Right now, there are approximately 1.18 million EVs on the streets of the U.S., which is about 2 percent of the country’s motor vehicle market share. But as the industry expands, localities across the country will need far more charging points.

That would enable folks to drive EVs across long distances without worrying about a charging point being available and democratize their distribution. Right now, rich localities in the US have far more chargers than poorer ones. Poorer neighborhoods of color across the United States are also far more likely to have polluted air from cars and other sources, which can create all sorts of health problems, so the bill includes provisions to prioritize installing chargers in areas polluted by vehicle emissions.

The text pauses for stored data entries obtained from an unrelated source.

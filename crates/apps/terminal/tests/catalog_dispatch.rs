use desktop_app_terminal::{builtin_session, TerminalContent};
use pretty_assertions::assert_eq;
use system_shell::ShellKey;
use system_shell_contract::{CompletionItem, OutputKind, OutputSegment, ShellEffect, UrlTarget};

fn submit(session: &mut system_shell::ShellSession, line: &str) -> Vec<ShellEffect> {
    session.set_input(line);
    session.handle_key(ShellKey::Submit)
}

fn last_output(session: &system_shell::ShellSession) -> (OutputKind, Vec<String>) {
    let entry = session
        .render_log()
        .pop()
        .expect("log has at least one entry");
    (entry.output.kind, entry.output.display_lines())
}

#[test]
fn seeded_entries_render_without_effects() {
    let session = builtin_session(TerminalContent::default());
    let rendered = session.render_log();
    assert_eq!(rendered.len(), 2);
    assert!(!rendered[0].output.display_lines()[0].is_empty());
    assert_eq!(
        rendered[1].output.display_lines()[0],
        "Hi, my name is Alex Doe."
    );
}

#[test]
fn e_prefix_lists_three_hints_and_keeps_buffer() {
    let mut session = builtin_session(TerminalContent::default());
    session.set_input("e");
    session.handle_key(ShellKey::Complete);
    assert_eq!(session.input(), "e");
    assert_eq!(
        session.hints(),
        [
            CompletionItem::plain("echo"),
            CompletionItem::plain("education"),
            CompletionItem::plain("email"),
        ]
    );
}

#[test]
fn hidden_verbs_are_never_completed() {
    let mut session = builtin_session(TerminalContent::default());
    session.set_input("neo");
    session.handle_key(ShellKey::Complete);
    assert_eq!(session.input(), "neo");
    assert!(session.hints().is_empty());
}

#[test]
fn projects_completion_walks_go_then_ids() {
    let mut session = builtin_session(TerminalContent::default());
    session.set_input("projects ");
    session.handle_key(ShellKey::Complete);
    assert_eq!(session.input(), "projects go");

    session.set_input("projects go ");
    session.handle_key(ShellKey::Complete);
    let labels: Vec<&str> = session
        .hints()
        .iter()
        .map(|item| item.label.as_str())
        .collect();
    assert_eq!(labels.len(), 4);
    assert_eq!(labels[0], "1. Blog");

    session.set_input("projects go 3");
    session.handle_key(ShellKey::Complete);
    assert_eq!(session.input(), "projects go 3");
    assert!(session.hints().is_empty());
}

#[test]
fn valid_project_opens_once_in_new_tab() {
    let content = TerminalContent::default();
    let url = content.projects[1].url.clone();
    let mut session = builtin_session(content);

    let effects = submit(&mut session, "projects go 2");
    assert_eq!(
        effects,
        vec![ShellEffect::OpenUrl {
            url,
            target: UrlTarget::NewTab,
        }]
    );

    // Later submissions re-render the entry without repeating its effect.
    assert!(submit(&mut session, "pwd").is_empty());
    let rendered = session.render_log();
    assert_eq!(rendered[2].raw, "projects go 2");
    assert!(!rendered[2].fresh);
}

#[test]
fn invalid_project_id_renders_usage_with_example_and_no_effect() {
    let mut session = builtin_session(TerminalContent::default());
    assert!(submit(&mut session, "projects go 9").is_empty());
    let (kind, lines) = last_output(&session);
    assert_eq!(kind, OutputKind::Usage);
    assert_eq!(
        lines,
        vec!["Usage: projects go <project-no>", "eg: projects go 4"]
    );

    let entry = session.render_log().pop().expect("entry");
    assert_eq!(
        entry.output.lines[1].segments[1],
        OutputSegment::Replay {
            label: "projects go 4".to_string(),
            command: "projects go 4".to_string(),
        }
    );
}

#[test]
fn socials_usage_uses_social_placeholder() {
    let mut session = builtin_session(TerminalContent::default());
    submit(&mut session, "socials open");
    let (_, lines) = last_output(&session);
    assert_eq!(lines, vec!["Usage: socials go <social-no>", "eg: socials go 1"]);
}

#[test]
fn non_argument_verb_with_args_renders_generic_usage() {
    let mut session = builtin_session(TerminalContent::default());
    assert!(submit(&mut session, "email now").is_empty());
    let (kind, lines) = last_output(&session);
    assert_eq!(kind, OutputKind::Usage);
    assert_eq!(lines, vec!["Usage: email"]);
}

#[test]
fn email_opens_mailto_in_same_tab() {
    let mut session = builtin_session(TerminalContent::default());
    assert_eq!(
        submit(&mut session, "email"),
        vec![ShellEffect::OpenUrl {
            url: "mailto:hello@example.dev".to_string(),
            target: UrlTarget::SameTab,
        }]
    );
}

#[test]
fn resume_opens_document_path() {
    let mut session = builtin_session(TerminalContent::with_resume_path("/docs/cv.pdf"));
    assert_eq!(
        submit(&mut session, "resume"),
        vec![ShellEffect::open_new_tab("/docs/cv.pdf")]
    );
}

#[test]
fn replaying_from_help_dispatches_like_typing() {
    let mut session = builtin_session(TerminalContent::default());
    submit(&mut session, "help");
    let help = session.render_log().pop().expect("help entry");
    let first = &help.output.lines[0].segments[0];
    let OutputSegment::Replay { command, .. } = first else {
        panic!("help should start with a replay link, got {first:?}");
    };
    assert_eq!(command, "about");
    assert!(session.replay(command).is_empty());
    assert_eq!(session.log().last().map(String::as_str), Some("about"));
}

#[test]
fn help_omits_hidden_verbs_and_lists_key_bindings() {
    let mut session = builtin_session(TerminalContent::default());
    submit(&mut session, "help");
    let (_, lines) = last_output(&session);
    assert_eq!(lines.len(), 13 + 1 + 4);
    assert!(lines.iter().all(|line| !line.starts_with("sudo")));
    assert!(lines[0].starts_with("about"));
    assert!(lines[0].ends_with("- about Alex Doe"));
    assert_eq!(lines[17], "Click on any command above to execute it");
}

#[test]
fn history_lists_newest_first_up_to_its_entry() {
    let mut session = builtin_session(TerminalContent::default());
    submit(&mut session, "pwd");
    submit(&mut session, "history");
    submit(&mut session, "whoami");
    let rendered = session.render_log();
    assert_eq!(
        rendered[3].output.display_lines(),
        vec!["history", "pwd", "about", "welcome"]
    );
}

#[test]
fn clear_empties_the_log() {
    let mut session = builtin_session(TerminalContent::default());
    assert!(submit(&mut session, "clear").is_empty());
    assert!(session.log().is_empty());
    assert!(session.render_log().is_empty());
}

#[test]
fn echo_joins_arguments() {
    let mut session = builtin_session(TerminalContent::default());
    submit(&mut session, "echo  hello   world ");
    assert_eq!(last_output(&session).1, vec!["hello world"]);
}

#[test]
fn sudo_with_arguments_renders_usage() {
    let mut session = builtin_session(TerminalContent::default());
    submit(&mut session, "sudo rm");
    assert_eq!(
        last_output(&session),
        (OutputKind::Usage, vec!["Usage: sudo".to_string()])
    );
}

#[test]
fn bare_sudo_renders_the_easter_egg() {
    let mut session = builtin_session(TerminalContent::default());
    submit(&mut session, "sudo");
    let (kind, lines) = last_output(&session);
    assert_eq!(kind, OutputKind::Content);
    assert_eq!(lines[0], "sudo: command not found");
    assert_eq!(lines.len(), 3);
}

#[test]
fn unknown_verb_echoes_raw_line() {
    let mut session = builtin_session(TerminalContent::default());
    submit(&mut session, "foo bar");
    assert_eq!(
        last_output(&session),
        (OutputKind::NotFound, vec!["command not found: foo bar".to_string()])
    );
}

#[test]
fn whoami_and_pwd_follow_shell_config() {
    let mut session = builtin_session(TerminalContent::default());
    submit(&mut session, "whoami");
    assert_eq!(last_output(&session).1, vec!["visitor"]);
    submit(&mut session, "pwd");
    assert_eq!(last_output(&session).1, vec!["/home/visitor"]);
}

There’s not a clear funding mechanism laid out for the program, and the bill has no Republican support, so there’s pretty much no chance it’s going to pass any time soon. But like AOC’s Green New Deal Congressional Resolution, for now, planting a stake in the issue could help drum up support for plans in the future. The bill has been backed by environmental organizations like Union of Concerned Scientists, Sierra Club, and Earthjustice. Unions such as the United Steelworkers (USW) and United Automobile Workers (UAW) have signed on, too, perhaps because the bill explicitly states that the new charging stations would be built by union workers.

Again, electric vehicles aren’t a perfect climate solution, or a perfectly just one. Mining for the lithium for the electric batteries that EVs run on often requires evaporating lake beds in places in the Global South that are already experiencing drought, like Bolivia and Chile, which can threaten water and food security. Lithium-ion batteries are also currently difficult to recycle, so work will need to be done to ensure they don’t create tons of polluting waste. But this doesn’t have to be a choice between fossil fuels and justice. Batteries can be recycled, and the supply chain to create them can be more just. Manufacturers and policymakers just need to prioritize research into those fields and build on those findings.


They also need to ensure we transition off of fossil fuels really, really quickly, because the future of life on the planet depends on it. And this bill could get us part of the way there.

Earther staff writer. Blogs about energy, animals, why we shouldn't trust the private sector to solve the climate crisis, etc. Has an essay in the 2021 book The World We Need.



I agree the government should do more to promote EVs. I’m not sure having the feds contract directly to decide where and how to build the chargers is the best use of resources.

I’d suggest tying highway funding to the states to performance standards regarding EVs; a metric can be developed to determine if EVs are adequately spaced and in enough concentrations for (1) a majority of the population to commute via EV without having a charger at home, (2) travel 300+ miles round trip, or (3) interstate travel can cross the state.

The states can offer programs to local governments ensuring the same standards, and tax breaks would be given to corporations who build and operate the systems.

I’ll get called a “neoliberal corporatist shill” for this, but imagine the fucking GRIFT if the feds have $50 billion in hot money in their pockets, and so many cousins/friends/financial donors to give the money to so that we get 3 crappy chargers in a place nobody goes.